I just saw a link to this YouTube video of the 1978 Daytona 500. What's the significance? This was the last Daytona 500 that was not broadcast in its entirety. Give it view for a few minutes to see how it used to be. I complain as much as the next fan when it comes to NASCAR's television coverage, excessive commercials, commentators and the like but we sure have it good these days even if we don't want to admit it.
As a race fan that belongs to the group that, as kids, first watched NASCAR on TV on ABC's Wide World of Sports on Saturday afternoons, let me be the first to disagree, at least to a point.
Granted, the live coverage of every race that we have today is terrific. The commentators, with just a few exceptions, are OK and commercials can be considered a necessary evil, so to speak.
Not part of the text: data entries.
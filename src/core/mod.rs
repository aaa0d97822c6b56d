pub mod charset;
pub mod color;
pub mod encoder;
pub mod optimizer;
pub mod raster;
pub mod renderer;
pub mod request;
pub mod size;
use serde::Serialize;

/// JSON error body returned by the QR endpoint: 400 for parameter
/// failures, 500 for internal rendering failures.
#[derive(Serialize, Debug)]
pub struct ErrorBody {
    pub error: String,
    #[serde(skip_serializing_if = "Option::is_none")]
    pub details: Option<String>,
}

impl ErrorBody {
    pub fn new(error: impl Into<String>) -> Self {
        Self {
            error: error.into(),
            details: None,
        }
    }

    pub fn with_details(error: impl Into<String>, details: impl Into<String>) -> Self {
        Self {
            error: error.into(),
            details: Some(details.into()),
        }
    }
}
However, imo, it's the coverage of the actual race itself that sucks.
Back in the day, as in the YouTube clip of the 1978 Daytona 500, they apparently could only afford to set up just a few cameras to cover the race action, which resulted in just one or two camera shots of the cars as they circled the track.
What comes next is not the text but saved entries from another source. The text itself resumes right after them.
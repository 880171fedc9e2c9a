use std::fmt;
use std::str::FromStr;

use serde::{Deserialize, Serialize};

/// Output codec identified by its four-character code (fourcc)
///
/// The fourcc is resolved to an FFmpeg encoder when the output stream is
/// opened. MPEG-4 Part 2 family codes (XVID, DIVX, ...) are encoded with the
/// built-in `mpeg4` encoder and tagged with the requested fourcc, so players
/// that key on the tag see what they expect.
#[derive(Debug, Clone, PartialEq, Eq, Hash, Serialize, Deserialize)]
#[serde(try_from = "String", into = "String")]
pub struct Codec {
    fourcc: String,
}

impl Codec {
    pub fn fourcc(&self) -> &str {
        &self.fourcc
    }

    /// FFmpeg encoder name passed to `-c:v`
    pub fn encoder(&self) -> String {
        match self.fourcc.as_str() {
            "XVID" | "DIVX" | "DX50" | "FMP4" | "MP4V" => "mpeg4".to_string(),
            "MJPG" => "mjpeg".to_string(),
            "H264" | "X264" | "AVC1" => "libx264".to_string(),
            "FFV1" => "ffv1".to_string(),
            other => other.to_lowercase(),
        }
    }

    /// Container tag to force with `-vtag`, if any
    pub fn tag(&self) -> Option<&str> {
        (self.encoder() == "mpeg4").then_some(self.fourcc.as_str())
    }

    /// Pixel format the encoder is asked to produce
    pub fn pixel_format(&self) -> Option<&'static str> {
        match self.encoder().as_str() {
            "mpeg4" | "libx264" => Some("yuv420p"),
            "mjpeg" => Some("yuvj420p"),
            _ => None,
        }
    }

    /// libx264 rejects odd dimensions in 4:2:0
    pub fn requires_even_dimensions(&self) -> bool {
        self.encoder() == "libx264"
    }
}

impl Default for Codec {
    fn default() -> Self {
        Self {
            fourcc: "XVID".to_string(),
        }
    }
}

impl FromStr for Codec {
    type Err = String;

    fn from_str(s: &str) -> Result<Self, Self::Err> {
        if s.len() != 4 || !s.chars().all(|c| c.is_ascii_alphanumeric()) {
            return Err(format!(
                "codec must be a four-character code such as XVID, got '{}'",
                s
            ));
        }
        Ok(Self {
            fourcc: s.to_ascii_uppercase(),
        })
    }
}

impl TryFrom<String> for Codec {
    type Error = String;

    fn try_from(value: String) -> Result<Self, Self::Error> {
        value.parse()
    }
}

impl From<Codec> for String {
    fn from(codec: Codec) -> Self {
        codec.fourcc
    }
}

impl fmt::Display for Codec {
    fn fmt(&self, f: &mut fmt::Formatter<'_>) -> fmt::Result {
        f.write_str(&self.fourcc)
    }
}
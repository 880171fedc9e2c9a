use std::path::Path;

use crate::error::Result;
use crate::video::codec::Codec;
use crate::video::types::{Frame, FrameRate, StreamInfo};

/// An open decode session bound to one input file
///
/// Implementations release their decoder when dropped, so an early return
/// from the processor never leaks a session.
pub trait VideoSource: Send {
    /// Properties of the stream, known as soon as it is opened
    fn info(&self) -> &StreamInfo;

    /// Decode the next frame, or `None` once the stream is exhausted
    fn read_frame(&mut self) -> Result<Option<Frame>>;

    /// Seek back to the first frame
    fn rewind(&mut self) -> Result<()>;
}

/// An open encode session bound to one output file
///
/// Dropping a sink without calling [`VideoSink::finish`] abandons the output.
pub trait VideoSink: Send {
    /// Encode one frame; its dimensions must match the [`OutputSpec`]
    fn write_frame(&mut self, frame: &Frame) -> Result<()>;

    /// Flush pending frames and close the file
    fn finish(self: Box<Self>) -> Result<()>;
}

/// Parameters an output stream is opened with
#[derive(Debug, Clone, PartialEq)]
pub struct OutputSpec {
    pub width: u32,
    pub height: u32,
    pub frame_rate: FrameRate,
    pub codec: Codec,
}

/// Factory for decode and encode sessions
///
/// The backend is shared read-only by every worker in a batch.
pub trait VideoBackend: Send + Sync {
    /// Short name used in log lines
    fn name(&self) -> &str;

    fn open_source(&self, path: &Path) -> Result<Box<dyn VideoSource>>;

    fn open_sink(&self, path: &Path, spec: &OutputSpec) -> Result<Box<dyn VideoSink>>;
}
Usually they would use a long camera shot that would show numerous cars in a way that would allow you to constantly see the cars' relative position to each other. In other words,
you could see the cars racing as if you were actually at the track.
Today, using more cameras than you can count, the cameras shots are usually too close up to see more than just a few cars and are constantly changing to the point that it's difficult to figure out where the cars are on the track, let alone their relative postion to each other.
And the cameras along the fence that give you the ZOOM - ZOOM - ZOOM effect only tells me that the broadcasters don't have a clue as to how to cover a race.
Well, that's all the time I've got as I've got to run out to the mailbox, pick my newspaper up off the driveway, and then dig out my Rand-McNally Road Atlas in preparation of the road trip I'm making later this week.
Anybody gotta stamp ?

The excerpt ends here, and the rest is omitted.